#### What you need to do
Filter the entries and keep only the lines where the string "used" appears.

#### Information given
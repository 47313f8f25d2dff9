//! Wiring for one client process.

use std::sync::Arc;

use chrono::Duration;
use sprout_core::types::DbId;

use crate::api::ApiClient;
use crate::auth::AuthService;
use crate::catalog::MicrogreenCatalog;
use crate::config::{ClientConfig, JournalMode};
use crate::error::ClientResult;
use crate::journal::Journal;
use crate::lots::LotRepository;
use crate::notifications::NotificationRepository;
use crate::session::Session;
use crate::storage::{DeviceStorage, FileStorage};

/// Shared handles every repository is built from.
#[derive(Clone)]
pub struct ClientContext {
    pub config: Arc<ClientConfig>,
    pub storage: Arc<dyn DeviceStorage>,
    pub api: Arc<ApiClient>,
}

impl ClientContext {
    /// Open file-backed device storage under `config.data_dir` and restore the session.
    pub async fn open(config: ClientConfig) -> ClientResult<Self> {
        let storage: Arc<dyn DeviceStorage> = Arc::new(FileStorage::open(&config.data_dir).await?);
        Self::with_storage(config, storage).await
    }

    /// Build a context on top of an existing storage backend.
    pub async fn with_storage(
        config: ClientConfig,
        storage: Arc<dyn DeviceStorage>,
    ) -> ClientResult<Self> {
        let ttl = config.session_ttl_hours.map(Duration::hours);
        let session = Session::restore(Arc::clone(&storage), ttl).await?;
        let api = Arc::new(ApiClient::new(&config, session)?);
        tracing::debug!(api_url = %config.api_url, "Client context ready");

        Ok(Self {
            config: Arc::new(config),
            storage,
            api,
        })
    }

    pub fn session(&self) -> &Session {
        self.api.session()
    }

    pub fn auth(&self) -> AuthService {
        AuthService::new(Arc::clone(&self.api))
    }

    pub fn catalog(&self) -> MicrogreenCatalog {
        MicrogreenCatalog::new(Arc::clone(&self.api))
    }

    pub fn lots(&self) -> LotRepository {
        LotRepository::new(Arc::clone(&self.api), self.config.lot_enrichment)
    }

    /// The journal of one lot, stored where the configuration says.
    pub fn journal(&self, lot_id: DbId) -> Journal {
        match self.config.journal_mode {
            JournalMode::Local => Journal::local(Arc::clone(&self.storage), lot_id),
            JournalMode::Remote => Journal::remote(Arc::clone(&self.api), lot_id),
        }
    }

    pub fn notifications(&self) -> NotificationRepository {
        NotificationRepository::new(Arc::clone(&self.storage))
    }
}
//! Plant catalog entries.

use serde::{Deserialize, Serialize};

use crate::types::DbId;

/// Name shown for a plant whose catalog record could not be resolved.
pub const UNKNOWN_MICROGREEN_NAME: &str = "unknown";

/// Image used for placeholder catalog records.
pub const DEFAULT_PLANT_IMAGE: &str = "default_plant.png";

/// A plant-type catalog entry (read-only from the client's side).
#[derive(Debug, Clone, PartialEq, Serialize, Deserialize)]
pub struct Microgreen {
    pub id: DbId,
    #[serde(default)]
    pub name: String,
    #[serde(default, alias = "avatar", skip_serializing_if = "Option::is_none")]
    pub image_url: Option<String>,
    #[serde(
        default,
        deserialize_with = "super::text_or_number",
        skip_serializing_if = "Option::is_none"
    )]
    pub days_to_grow: Option<String>,
    #[serde(default, skip_serializing_if = "Option::is_none")]
    pub temperature: Option<String>,
    #[serde(default, skip_serializing_if = "Option::is_none")]
    pub light: Option<String>,
}

impl Microgreen {
    /// Stand-in used when the catalog lookup for `id` fails.
    pub fn placeholder(id: DbId) -> Self {
        Self {
            id,
            name: UNKNOWN_MICROGREEN_NAME.to_string(),
            image_url: Some(DEFAULT_PLANT_IMAGE.to_string()),
            days_to_grow: None,
            temperature: None,
            light: None,
        }
    }

    pub fn is_placeholder(&self) -> bool {
        self.name == UNKNOWN_MICROGREEN_NAME
    }

    /// Case-insensitive substring match on the name. An empty query matches everything.
    pub fn matches_search(&self, query: &str) -> bool {
        let query = query.trim().to_lowercase();
        query.is_empty() || self.name.to_lowercase().contains(&query)
    }
}

/// `GET /microgreens` has been seen returning a bare array as well as an
/// object wrapping it. Anything else decodes as an empty catalog.
#[derive(Debug, Deserialize)]
#[serde(untagged)]
pub enum CatalogResponse {
    List(Vec<Microgreen>),
    Wrapped { microgreens: Vec<Microgreen> },
    Other(serde_json::Value),
}

impl CatalogResponse {
    pub fn into_entries(self) -> Vec<Microgreen> {
        match self {
            CatalogResponse::List(entries) | CatalogResponse::Wrapped { microgreens: entries } => {
                entries
            }
            CatalogResponse::Other(_) => Vec::new(),
        }
    }
}
use crate::cli::run;

pub mod cache;
pub mod catalog;
pub mod cli;
mod config;
pub mod context;
pub mod domain;
pub mod downloads;
pub mod http;
pub mod lyrics;
pub mod playback;
pub mod range;
pub mod resolver;
pub mod storage;
#[cfg(test)]
mod test_support;

fn main() -> anyhow::Result<()> {
    run()
}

#### Exercise answer
/// Image used for placeholder catalog records.
    /// Stand-in used when the catalog lookup for `id` fails.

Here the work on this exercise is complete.